# Help needed regarding 2 families of feral l kittens.



## MikeNYCer (May 2, 2021)

Hi. I‘m Michael and I need some advice regarding 2 families of feral kittens that have recently shown up all at once around my home.

Background: I live in a row house in Queens, NY with a small backyard. I have 2 indoor cats and for the past year I’ve been caring for 3 feral cats in my backyard. I feed them daily and I’ve set up an area for them to live under my back porch. It has a few insulated enclosures as well as a couple of heaters for the winter.

Situation 1: 
So, I recently went away for 5 days and when I came home (on April 26th) I heard meows coming from under my porch and I found 3 new born kittens inside one of the insulated enclosures. The kittens fit in my hand, have their eyes shut and can’t walk. Since then I’ve seen a neighborhood feral cat go inside: which I assume is the mother.
I’ve checked on the kittens a couple of times. But based on a few articles I’ve read, I’ve basically just left them alone and let the mother care for them.
So I have a few question both for now and in the future:

There haven't been any fights so far. But my cats generally consider my backyard as their territory. Should I be concerned that they will act aggressively towards the mother or the kittens when they become more mobile and start exploring?
Long term I don’t want these kittens to make a permanent home on my property. I don’t see my cats really sharing the space with them and I don’t want that kind of cat fighting. Will the kittens eventually just move somewhere else? I can’t foster them at all: So should I take them to a shelter? But I know they’re all at capacity: so who would take them? I’m just not sure what to do long term. What do you suggest I do?

Situation 2: 
A couple of days ago I also noticed a different feral cat in a shed in my next door neighbor's backyard. Then I saw 4 kittens come out. They're definitely not newborns as they were running around their mom and playing before they began nursing from her. I realize it's not on my property so technically it’s not my business. But I do have some concerns.

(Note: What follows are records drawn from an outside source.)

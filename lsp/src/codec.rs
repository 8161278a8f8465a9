//! `Content-Length` framing for JSON-RPC over stdio.
//!
//! The reader hands back raw bodies so the server can answer a malformed
//! JSON payload with a parse error instead of dropping the connection.

use anyhow::{Context, Result, bail};
use serde::Serialize;
use tokio::io::{AsyncBufReadExt, AsyncRead, AsyncReadExt, AsyncWrite, AsyncWriteExt, BufReader};

/// Upper bound on a single message body (4 MiB).
pub const MAX_FRAME_BYTES: usize = 4 * 1024 * 1024;

/// Reads framed message bodies from an async reader.
pub struct FrameReader<R> {
    reader: BufReader<R>,
    header: String,
}

impl<R: AsyncRead + Unpin> FrameReader<R> {
    pub fn new(reader: R) -> Self {
        Self {
            reader: BufReader::new(reader),
            header: String::new(),
        }
    }

    /// Read the next message body.
    ///
    /// Returns `Ok(None)` when the stream ends between messages.
    pub async fn read_body(&mut self) -> Result<Option<Vec<u8>>> {
        let Some(len) = self.read_content_length().await? else {
            return Ok(None);
        };
        if len > MAX_FRAME_BYTES {
            bail!("message of {len} bytes exceeds the {MAX_FRAME_BYTES} byte limit");
        }
        let mut body = vec![0u8; len];
        self.reader
            .read_exact(&mut body)
            .await
            .context("reading message body")?;
        Ok(Some(body))
    }

    /// Read the next message and parse it as JSON.
    pub async fn read_frame(&mut self) -> Result<Option<serde_json::Value>> {
        match self.read_body().await? {
            Some(body) => Ok(Some(
                serde_json::from_slice(&body).context("parsing message body")?,
            )),
            None => Ok(None),
        }
    }

    async fn read_content_length(&mut self) -> Result<Option<usize>> {
        let mut content_length = None;
        let mut started = false;
        loop {
            self.header.clear();
            let read = self
                .reader
                .read_line(&mut self.header)
                .await
                .context("reading message header")?;
            if read == 0 {
                if started {
                    bail!("stream ended inside a message header");
                }
                return Ok(None);
            }
            started = true;

            let line = self.header.trim();
            if line.is_empty() {
                break;
            }
            let Some((name, value)) = line.split_once(':') else {
                tracing::debug!("Ignoring malformed header line: {line}");
                continue;
            };
            if name.trim().eq_ignore_ascii_case("content-length") {
                let len = value
                    .trim()
                    .parse::<usize>()
                    .with_context(|| format!("invalid Content-Length `{}`", value.trim()))?;
                content_length = Some(len);
            }
        }
        content_length
            .map(Some)
            .context("message header has no Content-Length")
    }
}

/// Writes framed messages to an async writer.
pub struct FrameWriter<W> {
    writer: W,
}

impl<W: AsyncWrite + Unpin> FrameWriter<W> {
    pub fn new(writer: W) -> Self {
        Self { writer }
    }

    pub async fn write_frame<T: Serialize + ?Sized>(&mut self, message: &T) -> Result<()> {
        let body = serde_json::to_vec(message).context("serializing message")?;
        let header = format!("Content-Length: {}\r\n\r\n", body.len());
        self.writer
            .write_all(header.as_bytes())
            .await
            .context("writing message header")?;
        self.writer
            .write_all(&body)
            .await
            .context("writing message body")?;
        self.writer.flush().await.context("flushing message")
    }
}
//! Include analysis engine: compilation database index, analyzer report
//! model, invocation controller, diagnostics scanner, include-guard checks
//! and quick fixes.

mod cache;
mod compdb;
mod controller;
mod error;
mod guard;
mod notice;
mod paths;
mod process;
mod quickfix;
mod report;
mod scanner;
mod tokenize;

pub use cache::{AnalysisSlot, Freshness, InFlight};
pub use compdb::{CompileEntry, CompileIndex, locate_database};
pub use controller::{Analysis, Engine, FixSummary};
pub use error::{CompileDbError, EngineError, ProcessError};
pub use guard::{ENDIF_SEARCH_LINES, GuardChecker, GuardState, expected_guard};
pub use notice::{Notice, Notices};
pub use paths::{absolutize, containing_folder, normalize_path, relative_to};
pub use process::{Invocation, ProcessOutput, ProcessRunner, RunFut, SystemRunner};
pub use quickfix::{QuickFix, quick_fix};
pub use report::{AnalysisState, IncludeRef, ParseOptions, has_report_markers};
pub use scanner::{ScanOptions, scan};
pub use tokenize::tokenize;
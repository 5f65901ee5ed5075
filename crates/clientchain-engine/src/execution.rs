//! Execution records — one per (matching definition, event) pair.

use chrono::{DateTime, Utc};
use serde::{Deserialize, Serialize};

/// A single run of a workflow against a subject. Between advances this is
/// inert data; `next_step_at` is the only thing that brings it back.
#[derive(Debug, Clone, Serialize, Deserialize)]
pub struct WorkflowExecution {
    pub id: String,
    pub workflow_id: String,
    pub subject_id: String,
    /// Event payload captured at trigger time.
    pub context: serde_json::Value,
    /// Index of the next action to run. Monotonically non-decreasing.
    pub step_index: usize,
    pub status: ExecutionStatus,
    pub started_at: DateTime<Utc>,
    /// Dormant until this time; `now` means resume immediately.
    pub next_step_at: DateTime<Utc>,
    pub completed_at: Option<DateTime<Utc>>,
    /// How many times the runner has picked this execution up.
    pub attempts: u32,
    pub errors: Vec<String>,
}

#[derive(Debug, Clone, Copy, PartialEq, Eq, Serialize, Deserialize)]
#[serde(rename_all = "snake_case")]
pub enum ExecutionStatus {
    Running,
    Completed,
    Failed,
}

impl ExecutionStatus {
    pub fn as_str(&self) -> &'static str {
        match self {
            ExecutionStatus::Running => "running",
            ExecutionStatus::Completed => "completed",
            ExecutionStatus::Failed => "failed",
        }
    }

    pub fn parse(s: &str) -> Option<Self> {
        match s {
            "running" => Some(ExecutionStatus::Running),
            "completed" => Some(ExecutionStatus::Completed),
            "failed" => Some(ExecutionStatus::Failed),
            _ => None,
        }
    }

    pub fn is_terminal(&self) -> bool {
        !matches!(self, ExecutionStatus::Running)
    }
}

impl WorkflowExecution {
    /// Fresh execution, due immediately.
    pub fn new(
        workflow_id: &str,
        subject_id: &str,
        context: serde_json::Value,
        now: DateTime<Utc>,
    ) -> Self {
        Self {
            id: uuid::Uuid::new_v4().to_string(),
            workflow_id: workflow_id.to_string(),
            subject_id: subject_id.to_string(),
            context,
            step_index: 0,
            status: ExecutionStatus::Running,
            started_at: now,
            next_step_at: now,
            completed_at: None,
            attempts: 0,
            errors: Vec::new(),
        }
    }

    /// Referrer id captured at trigger time, if the event carried one.
    pub fn referrer_id(&self) -> Option<&str> {
        self.context["referrerId"].as_str()
    }
}
//! Quiet-hours guard — suppresses messages outside the local send window.

use chrono::{FixedOffset, Offset, Timelike, Utc};
use clientchain_core::config::PolicyConfig;
use clientchain_core::types::{ChannelKind, SubjectProfile};
use std::sync::Arc;

use crate::clock::Clock;
use crate::pipeline::{PolicyGuard, Verdict, VetoReason};

/// Allows sends only within `[allowed_from_hour, allowed_until_hour)` in the
/// subject's local time. A subject without a usable timezone degrades to the
/// configured reference offset.
pub struct QuietHoursGuard {
    allowed_from_hour: u32,
    allowed_until_hour: u32,
    reference_offset: FixedOffset,
    clock: Arc<dyn Clock>,
}

impl QuietHoursGuard {
    pub fn new(config: &PolicyConfig, clock: Arc<dyn Clock>) -> Self {
        let reference_offset = config
            .reference_utc_offset
            .parse::<FixedOffset>()
            .unwrap_or_else(|_| Utc.fix());
        Self {
            allowed_from_hour: config.allowed_from_hour,
            allowed_until_hour: config.allowed_until_hour,
            reference_offset,
            clock,
        }
    }

    fn local_hour(&self, subject: &SubjectProfile) -> u32 {
        let offset = subject
            .timezone
            .as_deref()
            .and_then(|tz| tz.parse::<FixedOffset>().ok())
            .unwrap_or(self.reference_offset);
        self.clock.now().with_timezone(&offset).hour()
    }
}

impl PolicyGuard for QuietHoursGuard {
    fn name(&self) -> &'static str {
        "quiet_hours"
    }

    fn check(&self, subject: &SubjectProfile, _channel: ChannelKind) -> Verdict {
        let local_hour = self.local_hour(subject);
        if local_hour >= self.allowed_from_hour && local_hour < self.allowed_until_hour {
            Verdict::Allow
        } else {
            Verdict::Veto(VetoReason::QuietHours { local_hour })
        }
    }
}
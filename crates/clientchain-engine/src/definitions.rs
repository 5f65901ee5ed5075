//! Workflow definitions and their trigger conditions.

use chrono::{DateTime, Utc};
use serde::{Deserialize, Serialize};

use crate::actions::Action;

/// A named automation: when any trigger matches an incoming event, the
/// ordered action list runs against the event's subject. Definitions are
/// never deleted, only paused, so execution history stays attributable.
#[derive(Debug, Clone, Serialize, Deserialize)]
pub struct WorkflowDefinition {
    pub id: String,
    pub name: String,
    pub triggers: Vec<Trigger>,
    pub actions: Vec<Action>,
    pub status: WorkflowStatus,
    pub created_at: DateTime<Utc>,
}

#[derive(Debug, Clone, Copy, PartialEq, Eq, Serialize, Deserialize)]
#[serde(rename_all = "snake_case")]
pub enum WorkflowStatus {
    Active,
    Paused,
}

impl WorkflowStatus {
    pub fn as_str(&self) -> &'static str {
        match self {
            WorkflowStatus::Active => "active",
            WorkflowStatus::Paused => "paused",
        }
    }

    pub fn parse(s: &str) -> Option<Self> {
        match s {
            "active" => Some(WorkflowStatus::Active),
            "paused" => Some(WorkflowStatus::Paused),
            _ => None,
        }
    }
}

/// Match condition for spawning an execution. Parameterized variants compare
/// against the event payload.
#[derive(Debug, Clone, PartialEq, Serialize, Deserialize)]
#[serde(tag = "type", rename_all = "snake_case")]
pub enum Trigger {
    BookingCompleted,
    ReferralCreated,
    /// Fires when `payload.days_since >= days`.
    NoReferralSince { days: i64 },
    /// Fires when `payload.score > threshold`.
    LeadScoreAbove { threshold: i64 },
    /// Fires when `payload.hours_since <= within_hours`.
    BookingAbandoned { within_hours: i64 },
}

impl Trigger {
    /// The event name this trigger listens for.
    pub fn event_type(&self) -> &'static str {
        match self {
            Trigger::BookingCompleted => "booking_completed",
            Trigger::ReferralCreated => "referral_created",
            Trigger::NoReferralSince { .. } => "no_referral_since",
            Trigger::LeadScoreAbove { .. } => "lead_score_above",
            Trigger::BookingAbandoned { .. } => "booking_abandoned",
        }
    }

    /// Whether this trigger fires for the given event.
    pub fn matches(&self, event_type: &str, payload: &serde_json::Value) -> bool {
        if event_type != self.event_type() {
            return false;
        }
        match self {
            Trigger::BookingCompleted | Trigger::ReferralCreated => true,
            Trigger::NoReferralSince { days } => {
                payload["days_since"].as_i64().is_some_and(|d| d >= *days)
            }
            Trigger::LeadScoreAbove { threshold } => {
                payload["score"].as_i64().is_some_and(|s| s > *threshold)
            }
            Trigger::BookingAbandoned { within_hours } => payload["hours_since"]
                .as_i64()
                .is_some_and(|h| h <= *within_hours),
        }
    }
}

impl WorkflowDefinition {
    pub fn new(name: &str, triggers: Vec<Trigger>, actions: Vec<Action>) -> Self {
        Self {
            id: uuid::Uuid::new_v4().to_string(),
            name: name.to_string(),
            triggers,
            actions,
            status: WorkflowStatus::Active,
            created_at: Utc::now(),
        }
    }

    /// First trigger that fires for the event, if any.
    pub fn matching_trigger(&self, event_type: &str, payload: &serde_json::Value) -> Option<&Trigger> {
        self.triggers.iter().find(|t| t.matches(event_type, payload))
    }
}
//! Workflow step actions.

use serde::{Deserialize, Serialize};

/// One step of a workflow's ordered side-effect list. A closed enum so an
/// unhandled kind is a compile error rather than a silent no-op.
#[derive(Debug, Clone, PartialEq, Serialize, Deserialize)]
#[serde(tag = "type", rename_all = "snake_case")]
pub enum Action {
    /// The sole suspension point: the execution goes dormant for `seconds`.
    Wait { seconds: u64 },
    SendSms { message: String },
    SendEmail { subject: String, body: String },
    AddCredits { amount: i64 },
    /// Partial JSON patch onto the subject profile.
    UpdateSubject { fields: serde_json::Value },
    InvokeWebhook { url: String },
    /// Open a staff follow-up task.
    CreateTask { title: String },
    /// Lightweight marker for an in-person flow (e.g. the front-desk
    /// friend-tagging prompt).
    RecordPrompt { kind: String },
    /// Messages (and optionally credits) the referrer found in the
    /// execution's context, not the subject themselves.
    NotifyReferrer { message: String, credit_amount: i64 },
}

impl Action {
    /// Short tag for logs.
    pub fn kind(&self) -> &'static str {
        match self {
            Action::Wait { .. } => "wait",
            Action::SendSms { .. } => "send_sms",
            Action::SendEmail { .. } => "send_email",
            Action::AddCredits { .. } => "add_credits",
            Action::UpdateSubject { .. } => "update_subject",
            Action::InvokeWebhook { .. } => "invoke_webhook",
            Action::CreateTask { .. } => "create_task",
            Action::RecordPrompt { .. } => "record_prompt",
            Action::NotifyReferrer { .. } => "notify_referrer",
        }
    }
}

/// Substitute `{name}` and `{credits}` placeholders in a message body.
pub fn render_message(template: &str, name: &str, credits: i64) -> String {
    template
        .replace("{name}", name)
        .replace("{credits}", &credits.to_string())
}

I’m concerned that’s not a safe place for the kittens. My neighbor has a small dog and it’s come out and barked at the mother and the kittens. Also my neighbor is not exactly a cat person. I’m not sure what he’s going to do when he realizes they’re on his property.
On the flip side. I’m also concerned those kittens will move into my property. There is a low wire fence separating our backyards. But my backyard is still the most accessible area to them as all the other yards have high solid wood or plastic fencing. If that were to happen it would further compound and complicate the issue I’m currently having with the newborn kittens already here! What do you think I should do?


----------



## Kitty827 (Sep 3, 2020)

Hi and welcome, Michael!

What genders are your indoor cats? Are they fixed? Cats usually aren't territorial around kittens. You may have some problems with mama cat, though. I assume your cats have seen mama cat, yes? Any hissing? You should be prepared for some hissing, although they may become friends after a while. If your cats are territorial, they may run her off but then again they may not.

Mama cat may move her kittens to another location, which be even be outside of your backyard. If she doesn't, the kittens will stay in your yard and call it their home. If they do, you should have to worry about any cat fights between the kittens and your cats. There may be a hiss here and there if the kittens get too close. 


You can just ask family and friends if they want a kitten or post them on social media that they need to be rehomed once they are weaned but they'll have to be socialized. Is mama cat friendly? She may not want you to touch her kittens. How'd she react when you picked them up? I suggest you wait until they are at least two weeks old to touch them. 

Yes, that is not a safe place for kittens. Small dogs can very easily kill a kitten. Mama cat should keep them safe. She should move them somewhere else if she finds the dog a threat. 

Yeah, she may move them into your property but I don't think she will seeing how there is already a mama cat and kittens. How old are her kittens, do you think? Are they friendly? You do think they could be socialized?


----------



## MikeNYCer (May 2, 2021)

Thanks. I'm going to contact some shelters in my area and see if they'll help me.


----------



## Kitty827 (Sep 3, 2020)

If you don't want them to go to a shelter, the only thing they can do for you is get them fixed once they are two pounds (about 8 weeks old).


----------